AI-n’t too proud to beg?
As artificial intelligence achieves uncanny levels of human likeness, entrepreneurs are already capitalizing on the benefit of generating a hot chatbot bod in a creepy money grab from horny web users. Recently, denizens of the AI-dabbling web sphere gathered to vote on their favorite digitally developed model in an AI beauty pageant through which the winner — meaning the developers behind the recent bot — earned winnings value over $20,000.
Meanwhile, scientists have turn out to be increasingly focused on how we perceive machine-generated people and whether that knowledge has any effect on human behavior.
In a recent study published in the journal Cognition and Emotion, a team of scientists from Italy and Finland wanted to look at how we react to AI images designed to sexually arouse — hypothesizing that humans can be less turned on after they imagine a picture was an avatar.
“Specifically, we desired to answer the query: are the photographs considered artificially generated able to eliciting the identical level of arousal as real ones, or do the latter still keep an edge in that regard?” asked study authors Alessandro Demichelis and Alessandro Ansani in a joint statement to PsyPost.

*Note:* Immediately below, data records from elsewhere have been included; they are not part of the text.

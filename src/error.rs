//! Error types for the rotorcrypt library.

use thiserror::Error;

/// Errors produced by the rotorcrypt library.
///
/// Every variant except [`ArithmeticOverflowFallback`](Self::ArithmeticOverflowFallback)
/// aborts the current transform; no partial output is ever returned
/// alongside an error.
#[derive(Debug, Clone, PartialEq, Eq, Error)]
pub enum RotorCryptError {
    /// The transform was configured in a way that cannot run
    /// (empty pipeline, zero loop count, misplaced state carry, ...).
    #[error("Configuration error: {0}")]
    Configuration(String),
    /// Input was malformed for the stage that consumed it.
    #[error("Decode error: {0}")]
    Decode(String),
    /// The digest provider could not produce a hash.
    #[error("Digest unavailable: {0}")]
    DigestUnavailable(String),
    /// The `super` equation fell back to the `simple` equation.
    ///
    /// Never returned as an `Err`; only its message is logged.
    #[error("High-precision arithmetic unavailable, falling back to the simple equation")]
    ArithmeticOverflowFallback,
}

impl RotorCryptError {
    pub(crate) fn config(msg: impl Into<String>) -> Self {
        RotorCryptError::Configuration(msg.into())
    }

    pub(crate) fn decode(msg: impl Into<String>) -> Self {
        RotorCryptError::Decode(msg.into())
    }
}
//! Text codecs shared by the cipher stages.

pub mod base32;
pub mod base64;
pub(crate) mod text;
impl<'d> CascadeOrchestrator<'d> {
    /// Replaces the digest provider used by keystream stages.
    pub fn with_provider<'p>(self, provider: &'p dyn DigestProvider) -> CascadeOrchestrator<'p> {
        CascadeOrchestrator {
            equation: self.equation,
            auto_advance: self.auto_advance,
            precision: self.precision,
            provider,
        }
    }

    /// Overrides the arithmetic precision available to the `super` equation.
    pub fn with_precision(mut self, precision: Precision) -> Self {
        self.precision = precision;
        self
    }

    /// Runs `steps` over `text` `loop_count` times.
    ///
    /// # Parameters
    /// - `text`: Plaintext (`Encrypt`) or ciphertext (`Decrypt`).
    /// - `initial`: Rotor state every resetting step starts from.
    /// - `steps`: Pipeline, in encryption order.
    /// - `loop_count`: Number of passes over the pipeline (at least 1).
    /// - `direction`: Forward pipeline or its exact inverse.
    ///
    /// # Errors
    /// - [`RotorCryptError::Configuration`] if the pipeline fails [`validate`];
    ///   nothing runs in that case.
    /// - Any error from a stage, which aborts the whole run.
    pub fn run(
        &self,
        text: &str,
        initial: RotorState,
        steps: &[PipelineStep],
        loop_count: usize,
        direction: Direction,
    ) -> Result<String, RotorCryptError> {
        validate(steps, loop_count)?;

        let mut current = text.to_string();
        for lap in 0..loop_count {
            match direction {
                Direction::Encrypt => {
                    let mut previous_end = initial;
                    for step in steps {
                        let mut state = if step.carry_state { previous_end } else { initial };
                        tracing::debug!(lap, stage = %step.stage, ?direction, "running stage");
                        current = self.run_stage(step.stage, &current, &mut state, direction)?;
                        previous_end = state;
                    }
                }
                Direction::Decrypt => {
                    for step in steps.iter().rev() {
                        let mut state = if step.carry_state {
                            self.recover_carried_state(initial, &current)
                        } else {
                            initial
                        };
                        tracing::debug!(lap, stage = %step.stage, ?direction, "running stage");
                        let output = self.run_stage(step.stage, &current, &mut state, direction);
                        current = if step.carry_state {
                            self.check_replayed_step(output)?
                        } else {
                            output?
                        };
                    }
                }
            }
        }
        Ok(current)
    }

    /// Runs the fixed substitution → SHA-256 keystream cascade.
    ///
    /// The keystream continues from the substitution's final rotor state.
    /// Decryption rebuilds that state by replaying the rotor path with the
    /// letter modulus, which is exact only when the intermediate
    /// substitution output holds no digits.
    ///
    /// # Errors
    /// Any error from either stage.
    pub fn run_fixed(
        &self,
        text: &str,
        initial: RotorState,
        direction: Direction,
    ) -> Result<String, RotorCryptError> {
        self.run(text, initial, &FIXED_CASCADE, 1, direction)
    }

    /// Runs a single stage starting from `initial`.
    ///
    /// # Errors
    /// Any error from the stage.
    pub fn apply_stage(
        &self,
        stage: StageId,
        text: &str,
        initial: RotorState,
        direction: Direction,
    ) -> Result<String, RotorCryptError> {
        let mut state = initial;
        self.run_stage(stage, text, &mut state, direction)
    }

    /// Dispatches one stage, advancing `state` in place.
    fn run_stage(
        &self,
        stage: StageId,
        text: &str,
        state: &mut RotorState,
        direction: Direction,
    ) -> Result<String, RotorCryptError> {
        match stage {
            StageId::Substitution => {
                let cipher = SubstitutionCipher::new(self.equation, self.auto_advance)
                    .with_precision(self.precision);
                match direction {
                    Direction::Encrypt => {
                        let symbols = base32::encode(text.as_bytes());
                        Ok(cipher.transform(&symbols, state, direction))
                    }
                    Direction::Decrypt => {
                        let symbols = cipher.transform(text, state, direction);
                        utf8(base32::decode(&symbols), "substitution")
                    }
                }
            }
            StageId::Base32 => match direction {
                Direction::Encrypt => Ok(base32::encode(text.as_bytes())),
                Direction::Decrypt => utf8(base32::decode(text), "base32"),
            },
            StageId::Base64 => match direction {
                Direction::Encrypt => Ok(base64::encode(text)),
                Direction::Decrypt => base64::decode(text),
            },
            StageId::Keystream(algorithm) => {
                let cipher = KeystreamCipher::new(algorithm, self.equation, self.auto_advance)
                    .with_provider(self.provider)
                    .with_precision(self.precision);
                match direction {
                    Direction::Encrypt => {
                        let bytes = cipher.apply(text.as_bytes(), state, direction)?;
                        Ok(base32::encode(&bytes))
                    }
                    Direction::Decrypt => {
                        let bytes = cipher.apply(&base32::decode(text), state, direction)?;
                        utf8(bytes, "keystream")
                    }
                }
            }
        }
    }

    /// Rebuilds the rotor state a carried keystream step started from.
    ///
    /// The preceding substitution step advanced once per Base32 symbol it
    /// emitted, and the keystream consumed one byte per symbol, so the
    /// number of steps is the decoded length of `ciphertext`.
    fn recover_carried_state(&self, initial: RotorState, ciphertext: &str) -> RotorState {
        if !self.auto_advance {
            return initial;
        }
        let steps = base32::decode(ciphertext).len();
        let mut path = initial
            .trajectory(self.equation, LETTER_MODULUS, true)
            .with_precision(self.precision);
        path.by_ref().take(steps).for_each(drop);
        path.state()
    }

    /// Flags the cases where a replayed carried state may not match the
    /// state encryption used.
    ///
    /// On success the recovered substitution text is checked for digits.
    /// On failure with auto-advance the replay is the likely cause, so it
    /// is logged and named in a `Decode` error.
    fn check_replayed_step(
        &self,
        output: Result<String, RotorCryptError>,
    ) -> Result<String, RotorCryptError> {
        match output {
            Ok(intermediate) => {
                if self.auto_advance && intermediate.bytes().any(|b| b.is_ascii_digit()) {
                    tracing::warn!(
                        "carried rotor state was replayed with the letter modulus but the \
                         substitution output contains digits; decryption may be wrong"
                    );
                }
                Ok(intermediate)
            }
            Err(err) if self.auto_advance => {
                tracing::warn!(error = %err, "carried step failed after rotor state replay");
                Err(match err {
                    RotorCryptError::Decode(msg) => RotorCryptError::decode(format!(
                        "{}; the carried rotor state was rebuilt by replaying the letter \
                         modulus, which is inexact if the substitution output held digits",
                        msg
                    )),
                    other => other,
                })
            }
            Err(err) => Err(err),
        }
    }
}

Researchers conducted two tests involving images of attractive men and girls — all bona fide humans — wearing swimsuits or lingerie. In a single experiment, they asked participants to rate their level of arousal with each photograph, after which guess if the image was AI-generated or not. In one other round of the experiment, the identical images were used but this time explicitly labeled as real or fake.
Each trials confirmed the researchers’ presumption that perception of authenticity plays a crucial role in sexual arousal for heterosexual men and girls who participated within the study. Nevertheless, in addition they found that men had a better time warming as much as the phony photos than women.
“Our findings support the view that photos believed to be artificially generated are less arousing than those considered real, but we found that allegedly fake images are still able to generating arousal, especially in men, just in an inferior amount,” Demichelis and Ansani explained.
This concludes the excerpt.